Sony’s stock jumped 8% and Nintendo’s climbed 4% after the Chinese Ministry of Culture announced, earlier this week, that it would consider lifting its 12-year ban on video games consoles. But more telling was Electronic Arts’ announcement the next day that it lost 13% in revenue in the last quarter.
Even if the Chinese start buying Wiis, Xboxes and Kinects in their millions, gaming long ago began its shift (presentation; see slide 9) away from consoles to phones and tablets; away from paid single-player games to social games and free-to-play MMO (massive multiplayer online) games; and from America to Asia. Despite their hunger for Asian market share, companies like Nintendo and Sony simply do not make the kinds of games where the growth is.
Mobile and social gaming growth will continue to outpace that of console gaming Digi-Capital
Despite the console ban, gaming is huge in China. Since 2011, the country has been, with its 300 million or so gamers, the world’s largest games market, and will account for a quarter of the world’s sales by 2014, according to Digi-Capital, an investment bank. But the Chinese market is dominated by online social gaming, and the mediums of choice are PCs and mobile devices. This has paid off handsomely for online gaming companies—especially local ones like Tencent and NetEase, which reap 50% margins on games that cost relatively little to produce. But it has made life hard for those in the business of making console games, which can require investments of up to $20 million.
Asia will gobble up most of the growth in the fastest-growing gaming sector Digi-Capital
With their hardware banned, Western game-makers have had to create online-only version of their games for China. But that’s not the only hurdle they have faced. Cultural idiosyncrasies demand the re-imagining of each game for the Chinese market. As Activision Blizzard CEO Bobby Kotick described it (paywall), the Chinese version of “Call of Duty” was a wholly different experience from what, for example, Americans were used to. “How you play, what you play, customization of weapons, the types of characters, the equipment you use, the game modes, and the maps are all unique to the Chinese market,” Kotick said.
Another obstacle is widespread Chinese piracy. Some 77% of software (including video games) is estimated (pdf, p.4) to have been pirated in 2011, costing $8.9 billion in losses. Piracy has rendered the Chinese film and music market virtually worthless to Western firms, and once the ban is lifted, Western games makers might face the same fate. (The way they make money from online games is by charging for in-game goods like extra weapons.)
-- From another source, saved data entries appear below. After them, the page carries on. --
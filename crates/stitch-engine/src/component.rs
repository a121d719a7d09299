//! Component definitions
//!
//! A component is a hyphenated custom element backed by a
//! `<tag>.com.<ext>` file. The extension picks the kind.

use std::path::{Path, PathBuf};

use serde::{Deserialize, Serialize};
use walkdir::WalkDir;

use crate::{BuildError, BuildResult};

/// Suffix of pre-render scripts (`index.pre.ts` renders `index.html`)
pub const PRERENDER_SUFFIX: &str = ".pre.ts";

/// How a component produces its markup
#[derive(Debug, Clone, Copy, PartialEq, Eq, Hash, Serialize, Deserialize)]
#[serde(rename_all = "lowercase")]
pub enum ComponentKind {
    /// Raw markup file
    Static,
    /// Program run in the sandbox that computes markup
    Script,
    /// CommonMark + GFM source
    Markdown,
}

impl ComponentKind {
    /// Every kind, in default lookup order
    pub const ALL: [ComponentKind; 3] = [
        ComponentKind::Static,
        ComponentKind::Script,
        ComponentKind::Markdown,
    ];

    pub fn extension(self) -> &'static str {
        match self {
            ComponentKind::Static => "html",
            ComponentKind::Script => "ts",
            ComponentKind::Markdown => "md",
        }
    }

    /// `<tag>.com.<ext>`
    pub fn file_name(self, tag: &str) -> String {
        format!("{tag}.com.{}", self.extension())
    }

    /// Script and markdown tags must contain a hyphen
    pub fn requires_hyphen(self) -> bool {
        !matches!(self, ComponentKind::Static)
    }

    fn from_extension(ext: &str) -> Option<Self> {
        Self::ALL.into_iter().find(|kind| kind.extension() == ext)
    }
}

/// A located definition file
#[derive(Debug, Clone, PartialEq, Eq)]
pub struct ComponentDefinition {
    pub tag: String,
    pub kind: ComponentKind,
    pub path: PathBuf,
}

impl ComponentDefinition {
    /// Split a `<tag>.com.<ext>` path into tag and kind
    pub fn from_path(path: &Path) -> Option<Self> {
        let name = path.file_name()?.to_str()?;
        let (stem, ext) = name.rsplit_once('.')?;
        let tag = stem.strip_suffix(".com")?;
        let kind = ComponentKind::from_extension(ext)?;
        if tag.is_empty() {
            return None;
        }
        Some(Self {
            tag: tag.to_string(),
            kind,
            path: path.to_path_buf(),
        })
    }

    /// Directory holding the definition; nested components resolve from here
    pub fn dir(&self) -> &Path {
        self.path.parent().unwrap_or(Path::new("."))
    }
}

/// Custom elements are the ones with a hyphen in their tag
pub fn is_custom_tag(tag: &str) -> bool {
    tag.contains('-')
}

/// Check whether a path is a component definition of any kind
pub fn is_component_file(path: &Path) -> bool {
    ComponentDefinition::from_path(path).is_some()
}

/// Check whether a path is a pre-render script
pub fn is_prerender_file(path: &Path) -> bool {
    path.file_name()
        .and_then(|n| n.to_str())
        .is_some_and(|n| n.ends_with(PRERENDER_SUFFIX) && n.len() > PRERENDER_SUFFIX.len())
}

/// Source files that never reach the output
pub fn is_source_only(path: &Path) -> bool {
    is_component_file(path) || is_prerender_file(path)
}

/// Find and validate every definition under `root`.
///
/// A script or markdown definition without a hyphen is fatal. A static
/// one is ignored with a warning, since the walker only resolves
/// hyphenated tags and it could never be used.
pub fn discover_definitions(root: &Path) -> BuildResult<Vec<ComponentDefinition>> {
    let mut found = Vec::new();
    for entry in WalkDir::new(root).sort_by_file_name() {
        let entry = entry.map_err(|e| {
            let path = e.path().unwrap_or(root).to_path_buf();
            BuildError::io(path, e.into())
        })?;
        if !entry.file_type().is_file() {
            continue;
        }
        let Some(definition) = ComponentDefinition::from_path(entry.path()) else {
            continue;
        };
        if !is_custom_tag(&definition.tag) {
            if definition.kind.requires_hyphen() {
                return Err(BuildError::NamingViolation {
                    path: definition.path,
                    tag: definition.tag,
                });
            }
            tracing::warn!(
                "Ignoring {}: component names need a hyphen",
                definition.path.display()
            );
            continue;
        }
        found.push(definition);
    }
    Ok(found)
}

#[cfg(test)]
mod tests {
    use super::*;

    #[test]
    fn test_from_path() {
        let def = ComponentDefinition::from_path(Path::new("/site/blog/post-card.com.ts")).unwrap();
        assert_eq!(def.tag, "post-card");
        assert_eq!(def.kind, ComponentKind::Script);
        assert_eq!(def.dir(), Path::new("/site/blog"));

        assert!(ComponentDefinition::from_path(Path::new("index.html")).is_none());
        assert!(ComponentDefinition::from_path(Path::new("x.com.css")).is_none());
        assert!(ComponentDefinition::from_path(Path::new(".com.html")).is_none());
    }

    #[test]
    fn test_file_name() {
        assert_eq!(ComponentKind::Markdown.file_name("doc-intro"), "doc-intro.com.md");
        assert_eq!(ComponentKind::Static.file_name("my-comp"), "my-comp.com.html");
    }

    #[test]
    fn test_source_only_files() {
        assert!(is_source_only(Path::new("a/my-comp.com.html")));
        assert!(is_source_only(Path::new("index.pre.ts")));
        assert!(!is_source_only(Path::new(".pre.ts")));
        assert!(!is_source_only(Path::new("app.ts")));
        assert!(!is_source_only(Path::new("index.html")));
    }

    #[test]
    fn test_discover_rejects_unhyphenated_script() {
        let dir = tempfile::tempdir().unwrap();
        std::fs::write(dir.path().join("good-one.com.md"), "# hi").unwrap();
        std::fs::create_dir(dir.path().join("nested")).unwrap();
        std::fs::write(dir.path().join("nested/widget.com.ts"), "").unwrap();

        let err = discover_definitions(dir.path()).unwrap_err();
        match err {
            BuildError::NamingViolation { tag, .. } => assert_eq!(tag, "widget"),
            other => panic!("unexpected error: {other}"),
        }
    }

    #[test]
    fn test_discover_skips_unhyphenated_static() {
        let dir = tempfile::tempdir().unwrap();
        std::fs::write(dir.path().join("header.com.html"), "<h1></h1>").unwrap();
        std::fs::write(dir.path().join("site-footer.com.html"), "<footer></footer>").unwrap();

        let defs = discover_definitions(dir.path()).unwrap();
        assert_eq!(defs.len(), 1);
        assert_eq!(defs[0].tag, "site-footer");
    }
}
But even if they’re not selling game software, the new Chinese market for hardware could still be a big boost, right? Well, maybe not. Chinese are already used to buying games consoles on the black market, as well as pirated versions of games for them. They have also become skilled at adapting the pirated games to run on PCs, through emulators or virtual controls. A recent Barclays note explains that, “While it is not officially approved, many Chinese gamers already can purchase pirated copies of game software in the China market currently and this is widely available and gamers already have the choice to play consoles if they want to… Making [the purchase of consoles legal and] official eventually may not have such a big impact in changing gamers’ behavior.”
In any case, console games—and the hardware they run on—are a declining share of the world games market, as the first chart above shows. Tencent, the Chinese social game-maker, is worth around HK$500 billion ($64 billion). For comparison, Sony, Nintendo, Activision Blizzard and Electronic Arts combined are worth $46 billion. The jump in console-makers’ stocks is likely to be temporary.